Au Rwanda, les récentes apparitions publiques de Paul KAGAME interrogent. Non pas sur sa capacité à diriger, mais sur la manière dont ce pouvoir s’exerce aujourd’hui : frontal, dur, et de plus en plus exposé.
Des séquences devenues virales montrent un chef de l’État recadrant sèchement ses collaborateurs, interrompant ses interlocuteurs, imposant une parole sans réplique. Pour certains, ce n’est plus de la rigueur. C’est un signal. Celui d’un pouvoir qui ne tolère plus la contradiction.
Quand l’autorité bascule
Un dirigeant fort peut exiger.
Mais un système où l’on n’ose plus répondre, contredire ou proposer devient autre chose.
Dans ces moments publics, ce qui frappe n’est pas seulement le ton, c’est le silence autour. Un silence qui en dit long. Car derrière chaque interruption brutale, une question se pose : qui ose encore parler librement ?
Le risque d’un pouvoir sans limite
L’histoire politique l’a souvent montré : plus le pouvoir se concentre, plus le risque de dérive augmente.
Quand tout remonte à un seul homme :
la contradiction disparaît, la peur s’installe, les institutions s’effacent.
Et à ce stade, ce n’est plus seulement un style de gouvernance. C’est un système verrouillé.

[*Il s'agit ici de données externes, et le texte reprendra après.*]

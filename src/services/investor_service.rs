use sea_orm::*;
use rust_decimal::Decimal;
use serde::Serialize;
use chrono::Utc;

use crate::error::LedgerError;
use crate::models::dto::{LoginRequest, RegisterRequest};
use crate::models::investor::{self, KycStatus};
use crate::models::users::{self, Role};
use crate::services::ledger_service::LedgerService;
use crate::utils::password;

/// Profil renvoyé à l'investisseur: ses soldes et ses cumuls
#[derive(Debug, Serialize)]
pub struct InvestorProfile {
    pub username: String,
    #[serde(flatten)]
    pub investor: investor::Model,
}

pub struct InvestorService;

impl InvestorService {
    /// Crée le compte utilisateur (rôle investor) et le profil investisseur
    /// avec des soldes à zéro
    pub async fn register(
        db: &DatabaseConnection,
        request: RegisterRequest,
    ) -> Result<(users::Model, investor::Model), LedgerError> {
        // 1. Vérifier si l'utilisateur existe déjà
        let existing = users::Entity::find()
            .filter(users::Column::Username.eq(&request.username))
            .one(db)
            .await?;

        if existing.is_some() {
            return Err(LedgerError::Conflict("Username already exists".to_string()));
        }

        // 2. Hash le mot de passe
        let password_hash = password::hash_password(&request.password)
            .map_err(|e| LedgerError::Internal(format!("Failed to hash password: {}", e)))?;

        // 3. User + Investor dans la même transaction
        let txn = db.begin().await?;
        let now = Utc::now();

        let user = users::ActiveModel {
            username: Set(request.username),
            password_hash: Set(password_hash),
            role: Set(Role::Investor),
            created_at: Set(now),
            ..Default::default()
        }
            .insert(&txn)
            .await?;

        let investor = investor::ActiveModel {
            user_id: Set(user.id),
            full_name: Set(request.full_name),
            phone: Set(request.phone),
            cash_balance: Set(Decimal::ZERO),
            profit_balance: Set(Decimal::ZERO),
            total_invested: Set(Decimal::ZERO),
            total_profit: Set(Decimal::ZERO),
            total_withdrawn: Set(Decimal::ZERO),
            kyc_status: Set(KycStatus::Pending),
            agreement_accepted: Set(false),
            agreement_accepted_at: Set(None),
            created_at: Set(now),
            updated_at: Set(now),
            ..Default::default()
        }
            .insert(&txn)
            .await?;

        txn.commit().await?;

        log::info!("Investor {} registered (user {})", investor.id, user.username);

        Ok((user, investor))
    }

    /// Vérifie le couple username / mot de passe
    pub async fn authenticate(
        db: &DatabaseConnection,
        request: &LoginRequest,
    ) -> Result<users::Model, LedgerError> {
        let invalid = || LedgerError::Unauthorized("Invalid username or password".to_string());

        let user = users::Entity::find()
            .filter(users::Column::Username.eq(&request.username))
            .one(db)
            .await?
            .ok_or_else(invalid)?;

        let is_valid = password::verify_password(&request.password, &user.password_hash)
            .map_err(|e| LedgerError::Internal(format!("Password verification error: {}", e)))?;

        if !is_valid {
            log::warn!("Failed login for {}", request.username);
            return Err(invalid());
        }

        Ok(user)
    }

    /// Acceptation du contrat d'investissement (idempotent: la date
    /// d'origine est conservée)
    pub async fn accept_agreement(
        db: &DatabaseConnection,
        investor_id: i32,
    ) -> Result<investor::Model, LedgerError> {
        let investor = LedgerService::find_investor(db, investor_id).await?;
        if investor.agreement_accepted {
            return Ok(investor);
        }

        let now = Utc::now();
        let mut active: investor::ActiveModel = investor.into();
        active.agreement_accepted = Set(true);
        active.agreement_accepted_at = Set(Some(now));
        active.updated_at = Set(now);

        Ok(active.update(db).await?)
    }

    pub async fn set_kyc_status(
        db: &DatabaseConnection,
        investor_id: i32,
        status: KycStatus,
    ) -> Result<investor::Model, LedgerError> {
        let investor = LedgerService::find_investor(db, investor_id).await?;

        let mut active: investor::ActiveModel = investor.into();
        active.kyc_status = Set(status);
        active.updated_at = Set(Utc::now());

        let investor = active.update(db).await?;
        log::info!("Investor {} KYC set to {:?}", investor.id, investor.kyc_status);

        Ok(investor)
    }

    /// Profil investisseur rattaché à un compte utilisateur
    pub async fn find_by_user(
        db: &DatabaseConnection,
        user_id: i32,
    ) -> Result<investor::Model, LedgerError> {
        investor::Entity::find()
            .filter(investor::Column::UserId.eq(user_id))
            .one(db)
            .await?
            .ok_or_else(|| LedgerError::NotFound("Investor profile".to_string()))
    }

    pub async fn profile(
        db: &DatabaseConnection,
        investor_id: i32,
    ) -> Result<InvestorProfile, LedgerError> {
        let (investor, user) = investor::Entity::find_by_id(investor_id)
            .find_also_related(users::Entity)
            .one(db)
            .await?
            .ok_or_else(|| LedgerError::NotFound("Investor".to_string()))?;

        Ok(InvestorProfile {
            username: user.map(|u| u.username).unwrap_or_default(),
            investor,
        })
    }
}

#[cfg(test)]
mod tests {
    use super::*;

    fn registration(username: &str) -> RegisterRequest {
        RegisterRequest {
            username: username.to_string(),
            password: "correct horse".to_string(),
            full_name: "Ama Mensah".to_string(),
            phone: Some("+233200000000".to_string()),
        }
    }

    #[tokio::test]
    async fn test_register_creates_empty_investor() {
        let db = crate::test_support::setup_db().await;

        let (user, investor) = InvestorService::register(&db, registration("ama")).await.unwrap();

        assert_eq!(user.role, Role::Investor);
        assert_eq!(investor.user_id, user.id);
        assert_eq!(investor.cash_balance, Decimal::ZERO);
        assert_eq!(investor.kyc_status, KycStatus::Pending);
        assert!(!investor.agreement_accepted);
        assert!(user.password_hash.starts_with("pbkdf2:sha256:"));
    }

    #[tokio::test]
    async fn test_register_duplicate_username() {
        let db = crate::test_support::setup_db().await;
        InvestorService::register(&db, registration("kwame")).await.unwrap();

        let result = InvestorService::register(&db, registration("kwame")).await;

        assert!(matches!(result, Err(LedgerError::Conflict(_))));
    }

    #[tokio::test]
    async fn test_authenticate() {
        let db = crate::test_support::setup_db().await;
        InvestorService::register(&db, registration("efua")).await.unwrap();

        let ok = InvestorService::authenticate(
            &db,
            &LoginRequest { username: "efua".to_string(), password: "correct horse".to_string() },
        )
            .await;
        assert!(ok.is_ok());

        let wrong = InvestorService::authenticate(
            &db,
            &LoginRequest { username: "efua".to_string(), password: "battery staple".to_string() },
        )
            .await;
        assert!(matches!(wrong, Err(LedgerError::Unauthorized(_))));

        let unknown = InvestorService::authenticate(
            &db,
            &LoginRequest { username: "nobody".to_string(), password: "correct horse".to_string() },
        )
            .await;
        assert!(matches!(unknown, Err(LedgerError::Unauthorized(_))));
    }

    #[tokio::test]
    async fn test_accept_agreement_is_idempotent() {
        let db = crate::test_support::setup_db().await;
        let (_, investor) = InvestorService::register(&db, registration("yaw")).await.unwrap();

        let first = InvestorService::accept_agreement(&db, investor.id).await.unwrap();
        let second = InvestorService::accept_agreement(&db, investor.id).await.unwrap();

        assert!(first.agreement_accepted);
        assert_eq!(first.agreement_accepted_at, second.agreement_accepted_at);
    }

    #[tokio::test]
    async fn test_kyc_and_profile() {
        let db = crate::test_support::setup_db().await;
        let (user, investor) = InvestorService::register(&db, registration("akosua")).await.unwrap();

        InvestorService::set_kyc_status(&db, investor.id, KycStatus::Verified).await.unwrap();

        let found = InvestorService::find_by_user(&db, user.id).await.unwrap();
        assert_eq!(found.kyc_status, KycStatus::Verified);

        let profile = InvestorService::profile(&db, investor.id).await.unwrap();
        assert_eq!(profile.username, "akosua");
        assert_eq!(profile.investor.id, investor.id);

        assert!(matches!(
            InvestorService::find_by_user(&db, 999).await,
            Err(LedgerError::NotFound(_))
        ));
    }
}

Un modèle qui inquiète au-delà du Rwanda
Les images d'intimidation des dirigeants territoriaux et autres collaborateurs ne circulent pas uniquement à Kigali.
Elles sont vues, commentées, analysées dans toute la région, notamment en République démocratique du Congo.
Et une inquiétude émerge : ce modèle fondé sur la pression et la verticalité est-il appelé à s’exporter ?
Car si un dirigeant traite publiquement ses propres collaborateurs avec une telle dureté, la question devient inévitable :
quelle serait sa méthode ailleurs ?
Briser le mythe
Pendant des années, Paul Kagame a été présenté comme un symbole de discipline et d արդյունավետ leadership.
Mais aujourd’hui, une autre image s’impose progressivement :
celle d’un pouvoir rigide, centralisé, et de moins en moins tolérant à la nuance.
Et lorsque la peur remplace le débat, ce n’est jamais anodin.
L’alerte
Un système où l’on ne contredit plus le chef n’est pas un modèle.
C’est un avertissement.
Un avertissement pour ceux qui observent.
Un avertissement pour ceux qui admirent sans questionner.
Un avertissement pour toute la région.
Car dans l’histoire des nations, ce n’est jamais la force qui fait tomber un pouvoir…C’est le moment où il refuse d’entendre.